Bila menilik kejadian, sukar dipahami memang. Bagi orang lain yang mendengar 
kasus ini, mungkin merasa heran. Sebegitu mudahkah menyelesaikan masalah dengan 
jalan bunuh diri. Apakah benar tak ada jalan lain. Kita yang bukan pelaku, tak 
akan pernah tahu jalan pikiran mereka sesungguhnya, mengapa mereka melakukan 
tindakan ini. Mereka yang bunuh diri mungkin melupakan satu hal, bahwa mereka 
akan mewarisi seabreg masalah lainnya bagi ahli waris.

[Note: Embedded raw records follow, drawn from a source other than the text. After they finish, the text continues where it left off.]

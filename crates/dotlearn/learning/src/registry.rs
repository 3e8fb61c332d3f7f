// Dotlanth
// Copyright (C) 2025 Synerthink

// This program is free software: you can redistribute it and/or modify
// it under the terms of the GNU Affero General Public License as published by
// the Free Software Foundation, either version 3 of the License, or
// (at your option) any later version.

// This program is distributed in the hope that it will be useful,
// but WITHOUT ANY WARRANTY; without even the implied warranty of
// MERCHANTABILITY or FITNESS FOR A PARTICULAR PURPOSE.  See the
// GNU Affero General Public License for more details.

// You should have received a copy of the GNU Affero General Public License
// along with this program.  If not, see <http://www.gnu.org/licenses/>.

//! Registry of learning components keyed by declared class name
//!
//! Learning expressions name their learner, parser, testing metric, extractor and
//! labeler by class name. The registry maps each name to a factory closure and
//! is consulted once, when a training job is prepared.

use crate::builtin;
use crate::error::{LearningError, LearningResult};
use crate::traits::{Classifier, Learner, Parser, TestingMetric};
use std::collections::HashMap;
use std::fmt;
use std::sync::Arc;

pub type LearnerFactory = Arc<dyn Fn(&[String]) -> LearningResult<Box<dyn Learner>> + Send + Sync>;
pub type ParserFactory = Arc<dyn Fn(&[String]) -> LearningResult<Box<dyn Parser>> + Send + Sync>;
pub type MetricFactory = Arc<dyn Fn(&[String]) -> LearningResult<Arc<dyn TestingMetric>> + Send + Sync>;
pub type ClassifierFactory = Arc<dyn Fn() -> LearningResult<Arc<dyn Classifier>> + Send + Sync>;

/// The kinds of components a name may be registered as
#[derive(Debug, Clone, Copy, PartialEq, Eq, Hash)]
pub enum ComponentKind {
    Learner,
    Parser,
    TestingMetric,
    Classifier,
}

impl fmt::Display for ComponentKind {
    fn fmt(&self, f: &mut fmt::Formatter<'_>) -> fmt::Result {
        let name = match self {
            ComponentKind::Learner => "learner",
            ComponentKind::Parser => "parser",
            ComponentKind::TestingMetric => "testing metric",
            ComponentKind::Classifier => "classifier",
        };
        f.write_str(name)
    }
}

#[derive(Clone)]
enum Component {
    Learner(LearnerFactory),
    Parser(ParserFactory),
    Metric(MetricFactory),
    Classifier(ClassifierFactory),
}

impl Component {
    fn kind(&self) -> ComponentKind {
        match self {
            Component::Learner(_) => ComponentKind::Learner,
            Component::Parser(_) => ComponentKind::Parser,
            Component::Metric(_) => ComponentKind::TestingMetric,
            Component::Classifier(_) => ComponentKind::Classifier,
        }
    }
}

/// Factory lookup for every pluggable learning component
#[derive(Clone, Default)]
pub struct ComponentRegistry {
    components: HashMap<String, Component>,
}

impl ComponentRegistry {
    /// Create a new, empty registry
    pub fn new() -> Self {
        Self::default()
    }

    /// Create a registry holding the baseline learners, parsers and metrics
    pub fn with_builtins() -> Self {
        let mut registry = Self::new();
        builtin::register_builtins(&mut registry);
        registry
    }

    pub fn register_learner<F>(&mut self, name: impl Into<String>, factory: F)
    where
        F: Fn(&[String]) -> LearningResult<Box<dyn Learner>> + Send + Sync + 'static,
    {
        self.components.insert(name.into(), Component::Learner(Arc::new(factory)));
    }

    pub fn register_parser<F>(&mut self, name: impl Into<String>, factory: F)
    where
        F: Fn(&[String]) -> LearningResult<Box<dyn Parser>> + Send + Sync + 'static,
    {
        self.components.insert(name.into(), Component::Parser(Arc::new(factory)));
    }

    pub fn register_metric<F>(&mut self, name: impl Into<String>, factory: F)
    where
        F: Fn(&[String]) -> LearningResult<Arc<dyn TestingMetric>> + Send + Sync + 'static,
    {
        self.components.insert(name.into(), Component::Metric(Arc::new(factory)));
    }

    pub fn register_classifier<F>(&mut self, name: impl Into<String>, factory: F)
    where
        F: Fn() -> LearningResult<Arc<dyn Classifier>> + Send + Sync + 'static,
    {
        self.components.insert(name.into(), Component::Classifier(Arc::new(factory)));
    }

    /// Check whether any component is registered under `name`
    pub fn contains(&self, name: &str) -> bool {
        self.components.contains_key(name)
    }

    /// The kind `name` is registered as, if any
    pub fn kind_of(&self, name: &str) -> Option<ComponentKind> {
        self.components.get(name).map(Component::kind)
    }

    fn lookup(&self, name: &str, expected: ComponentKind) -> LearningResult<&Component> {
        self.components.get(name).ok_or_else(|| LearningError::ClassNotFound {
            name: name.to_string(),
            expected,
        })
    }

    pub fn learner(&self, name: &str, args: &[String]) -> LearningResult<Box<dyn Learner>> {
        match self.lookup(name, ComponentKind::Learner)? {
            Component::Learner(factory) => factory(args).map_err(|e| instantiation_failed(name, e)),
            other => Err(not_a_subtype(name, ComponentKind::Learner, other)),
        }
    }

    pub fn parser(&self, name: &str, args: &[String]) -> LearningResult<Box<dyn Parser>> {
        match self.lookup(name, ComponentKind::Parser)? {
            Component::Parser(factory) => factory(args).map_err(|e| instantiation_failed(name, e)),
            other => Err(not_a_subtype(name, ComponentKind::Parser, other)),
        }
    }

    pub fn metric(&self, name: &str, args: &[String]) -> LearningResult<Arc<dyn TestingMetric>> {
        match self.lookup(name, ComponentKind::TestingMetric)? {
            Component::Metric(factory) => factory(args).map_err(|e| instantiation_failed(name, e)),
            other => Err(not_a_subtype(name, ComponentKind::TestingMetric, other)),
        }
    }

    pub fn classifier(&self, name: &str) -> LearningResult<Arc<dyn Classifier>> {
        match self.lookup(name, ComponentKind::Classifier)? {
            Component::Classifier(factory) => factory().map_err(|e| instantiation_failed(name, e)),
            other => Err(not_a_subtype(name, ComponentKind::Classifier, other)),
        }
    }
}

fn not_a_subtype(name: &str, expected: ComponentKind, actual: &Component) -> LearningError {
    LearningError::NotASubtype {
        name: name.to_string(),
        expected,
        actual: actual.kind(),
    }
}

fn instantiation_failed(name: &str, error: LearningError) -> LearningError {
    match error {
        LearningError::InstantiationFailed { .. } => error,
        other => LearningError::InstantiationFailed {
            name: name.to_string(),
            reason: other.to_string(),
        },
    }
}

Bicara gaji, uang bulanan yang diterima Deri dipastikan sudah sesuai aturan 
upah minimum regional. Tapi nyatanya, Deri tak memiliki uang sepersenpun hanya 
untuk ongkos. Nah, pernahkah sesekali terpikir oleh Anda, berapa gaji 
orang-orang semacam Deri? Berapa yang diterima petugas kebersihan yang biasa 
menyapu di jalan tiap bulan misalnya. Lalu bagaimana mereka mensiasati hidup 
selama sebulan dengan uang sebesar itu. Atau lihatlah anak sekolah yang setiap 
pagi menjajakan surat kabar di perempatan jalan. Mengapa mereka melakukan hal 
itu. Tidakkah orangtua mereka kasihan mempekerjakan anaknya sendiri membanting 
tulang. Pertanyaan-pertanyaan lain akan terus bermunculan bila Anda setiap hari 
melihat sekeliling Anda ketika melakukan aktifitas sehari-hari. Jawabannya 
sendiri mungkin tak akan pernah Anda temukan.

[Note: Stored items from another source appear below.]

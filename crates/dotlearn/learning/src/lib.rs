// Dotlanth
// Copyright (C) 2025 Synerthink

// This program is free software: you can redistribute it and/or modify
// it under the terms of the GNU Affero General Public License as published by
// the Free Software Foundation, either version 3 of the License, or
// (at your option) any later version.

// This program is distributed in the hope that it will be useful,
// but WITHOUT ANY WARRANTY; without even the implied warranty of
// MERCHANTABILITY or FITNESS FOR A PARTICULAR PURPOSE.  See the
// GNU Affero General Public License for more details.

// You should have received a copy of the GNU Affero General Public License
// along with this program.  If not, see <http://www.gnu.org/licenses/>.

//! Learning components consumed by the dotlearn training scheduler
//!
//! The compiler never knows how a learner learns. It talks to learners, parsers,
//! testing metrics and feature classifiers only through the traits in [`traits`],
//! and obtains instances by declared class name from a [`ComponentRegistry`].
//!
//! # Example Usage
//!
//! ```rust
//! use dotlearn_learning::{ComponentRegistry, Example, Feature, FeatureVector};
//!
//! let registry = ComponentRegistry::with_builtins();
//! let mut learner = registry.learner("MajorityVote", &[]).unwrap();
//! learner.learn(&FeatureVector::new(
//!     vec![Feature::discrete("word", "the")],
//!     vec![Feature::discrete("tag", "DT")],
//! ));
//! let prediction = learner.predict(&[Feature::discrete("word", "the")]);
//! assert_eq!(prediction, Some(Feature::discrete("tag", "DT")));
//! # let _ = Example::Object(serde_json::Value::Null);
//! ```

pub mod builtin;
pub mod cross_validation;
pub mod error;
pub mod example;
pub mod extraction;
pub mod folds;
pub mod lexicon;
pub mod persist;
pub mod registry;
pub mod session;
pub mod traits;

pub use cross_validation::{CrossValidation, CrossValidationReport, students_t_quantile};
pub use error::{LearningError, LearningResult};
pub use example::{Example, Feature, FeatureKey, FeatureVector};
pub use extraction::{ExtractedParser, IndexedExample, pre_extract};
pub use folds::{FoldMode, FoldParser, SplitStrategy};
pub use lexicon::Lexicon;
pub use registry::{ComponentKind, ComponentRegistry};
pub use session::{TrainingOptions, train_rounds};
pub use traits::{Classifier, FeaturePipeline, Learner, Parser, TestingMetric};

Jadi apa yang bisa kita lakukan melihat fenomena kejadian seperti di atas? Anda 
sudah pasti tak bisa menjadi sinterklas. Memberikan segala sesuatunya kepada 
orang yang membutuhkan. Kemampuan seseorang jelas terbatas. Beban hidup dari 
hari ke hari mungkin bagi sebagian masyarakat terasa berat. Bagaimana Anda 
menyikapi keadaan seperti itu disekeliling Anda, itu terserah Anda. Yang pasti, 
Anda bisa menjadi bagian darinya. Kalau setiap harinya Anda berbuat satu 
kebaikan saja bagi orang lain di sekitar Anda, itu sudah sangat besar artinya. 
Orang bijak berkata, saat berbuat kebaikan pada orang lain, sesungguhnya kita 
sedang membantu diri sendiri, agar menjadi lebih bahagia. Sepakat kawan?